In 2006 you used to hear about the “handful” of Democratic seats that were vulnerable and Bean, Marshall and Barrow were always mentioned as part of that elite group. After losing a seat to Barrow and then undergoing an unprecedented mid-decade redistricting and then losing to Barrow again, are national Republicans shifting resources to greener (redder) pastures this year?

8 comments

  1. Mark Rountree says:

    Chris, my favorite liberal targeting artist, writes, “and then (after) undergoing an unprecedented mid-decade redistricting…”

    Hmm. Unprecedented? Someone forget 1994?

    I do enjoy reading Chris’ analysis on how seats get targeted by the NRCC and the GAGOP. It reminds me of how the Apple Dumplin’ gang targeted banks.

    Chris, you and I both know: if John Barrow managed to win re-election in 2008, it would only be the result of running as far away the national left wing kooks as his little left feet will carry him.

  2. drjay says:

    there are a couple of potentially attractive candidates looking at the race he probably has a leg up–but any decent gop should be able to make the race close and force barrow to work–and hopefully keep his voting record in line w/ the district if we are to be stuck w/ him…

  3. ChuckEaton says:

    Mark you’re always good for a laugh.

    My first job out of college was as a campaign staffer for Phil Crane, the conservative icon who eventually lost the seat to Melissa Bean. When I was there it was a solid, John Linder type of Republican suburban seat. Years later it was hard for me to comprehend a Democrat winning in a congressional district that voted for Barry Goldwater.

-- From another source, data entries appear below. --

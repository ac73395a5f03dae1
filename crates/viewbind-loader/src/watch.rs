//! Watching / cache-bypassing loader.

use std::collections::HashMap;
use std::fs;
use std::path::PathBuf;
use std::sync::Mutex;
use std::time::SystemTime;

use log::debug;

use crate::resolve::{check_roots, first_match};
use crate::{LoadError, LoaderOptions, TemplateLoader};

/// Content fingerprint used to detect changed files: modification time plus
/// byte length. Cheap to take (a single `stat`) and good enough for editor
/// saves; a same-length same-mtime rewrite is not detectable, matching what
/// mtime-based template caches accept everywhere.
#[derive(Debug, Clone, Copy, PartialEq, Eq)]
struct Fingerprint {
    mtime: Option<SystemTime>,
    len: u64,
}

impl Fingerprint {
    fn of(path: &PathBuf) -> Option<Self> {
        let meta = fs::metadata(path).ok()?;
        Some(Self {
            mtime: meta.modified().ok(),
            len: meta.len(),
        })
    }
}

/// Loader with change observation and optional cache bypass.
///
/// Instead of running a watcher thread, this loader records a fingerprint for
/// every file it hands out and re-stats those files when polled via
/// [`TemplateLoader::needs_reload`]. The rendering side polls before each
/// render, so a changed template is picked up on the next request — the same
/// re-read-on-render model used for development hot reloading.
///
/// With [`LoaderOptions::no_cache`] the poll always reports stale, which makes
/// every render re-read from disk.
#[derive(Debug)]
pub struct WatchLoader {
    roots: Vec<PathBuf>,
    opts: LoaderOptions,
    /// Files handed out so far, with the fingerprint taken at load time.
    seen: Mutex<HashMap<PathBuf, Fingerprint>>,
}

impl WatchLoader {
    /// Creates a watching loader over the given roots.
    ///
    /// # Errors
    ///
    /// Same construction rules as [`crate::FsLoader::new`]: the root list must
    /// be non-empty and every root must be a directory.
    pub fn new(roots: Vec<PathBuf>, opts: LoaderOptions) -> Result<Self, LoadError> {
        check_roots(&roots)?;
        debug!(
            "watch loader over {} root(s) (watch={}, no_cache={})",
            roots.len(),
            opts.watch,
            opts.no_cache
        );
        Ok(Self {
            roots,
            opts,
            seen: Mutex::new(HashMap::new()),
        })
    }

    /// The options this loader was constructed with.
    pub fn options(&self) -> LoaderOptions {
        self.opts
    }
}

impl TemplateLoader for WatchLoader {
    fn load(&self, name: &str) -> Result<Option<String>, LoadError> {
        match first_match(&self.roots, name)? {
            Some(path) => {
                let source =
                    fs::read_to_string(&path).map_err(|e| LoadError::io(path.clone(), e))?;
                if let Some(fp) = Fingerprint::of(&path) {
                    self.seen
                        .lock()
                        .unwrap_or_else(std::sync::PoisonError::into_inner)
                        .insert(path, fp);
                }
                Ok(Some(source))
            }
            None => Ok(None),
        }
    }

    fn needs_reload(&self) -> bool {
        if self.opts.no_cache {
            return true;
        }
        if !self.opts.watch {
            return false;
        }

        let mut seen = self
            .seen
            .lock()
            .unwrap_or_else(std::sync::PoisonError::into_inner);
        let mut stale = false;
        for (path, fp) in seen.iter() {
            if Fingerprint::of(path).as_ref() != Some(fp) {
                debug!("template changed on disk: {}", path.display());
                stale = true;
                break;
            }
        }
        if stale {
            // Fingerprints are re-recorded as files are re-loaded.
            seen.clear();
        }
        stale
    }

    fn roots(&self) -> &[PathBuf] {
        &self.roots
    }
}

    As much as I deeply admire and have profound respect for Phil Crane, I believe he was too conservative for that district. He was also out-of-touch; essentially living in Washington for 34 years. Doing things like voting against federal highway pork, that Rostenkowski had gotten for the suburban commuters of Crane’s district, is a great principled stand – but not very smart politically.

    That coupled with a Illinois GOP that is in shambles and the Obama tidal wave winning the Fitzgerald Senate seat in 2004 spelled doom for Crane.

    I still believe it’s a Republican seat, but last year was such a bad year for Republicans that Bean won re-election. Obviously it gets harder and harder as an incumbent becomes more entrenched, but it still should fall back to a traditional suburban Republican.

    As a side note, Crane won the seat during a special election in 1969 to fill the unexpired term of Don Rumsfeld who was appointed to the Nixon administration.

  4. ChuckEaton says:

    One other quick point on the Bean seat.

    In 2004 she beat Phil Crane by 4 points while at the same time George Bush carred the district by 12 points.

  5. Chuck, nice history lesson.

    Mark, it is one thing to have your districts thrown out by a court and be forced to redraw them (what happened in 1994), it is quite another to have the districts upheld by a court (as they were in 2004) and then redraw them anyway.

    C’mon man, I was 14 in 1994 and I know this stuff, what’s your excuse?

  6. Oh and Mark, how far “left” must one run in a district that John Kerry received more than 48% of the vote in? Would it be as far left as Kevin Levitas had to run in a similar district (performance wise) that he carried pretty easily in 2006 despite being outspent 2-1?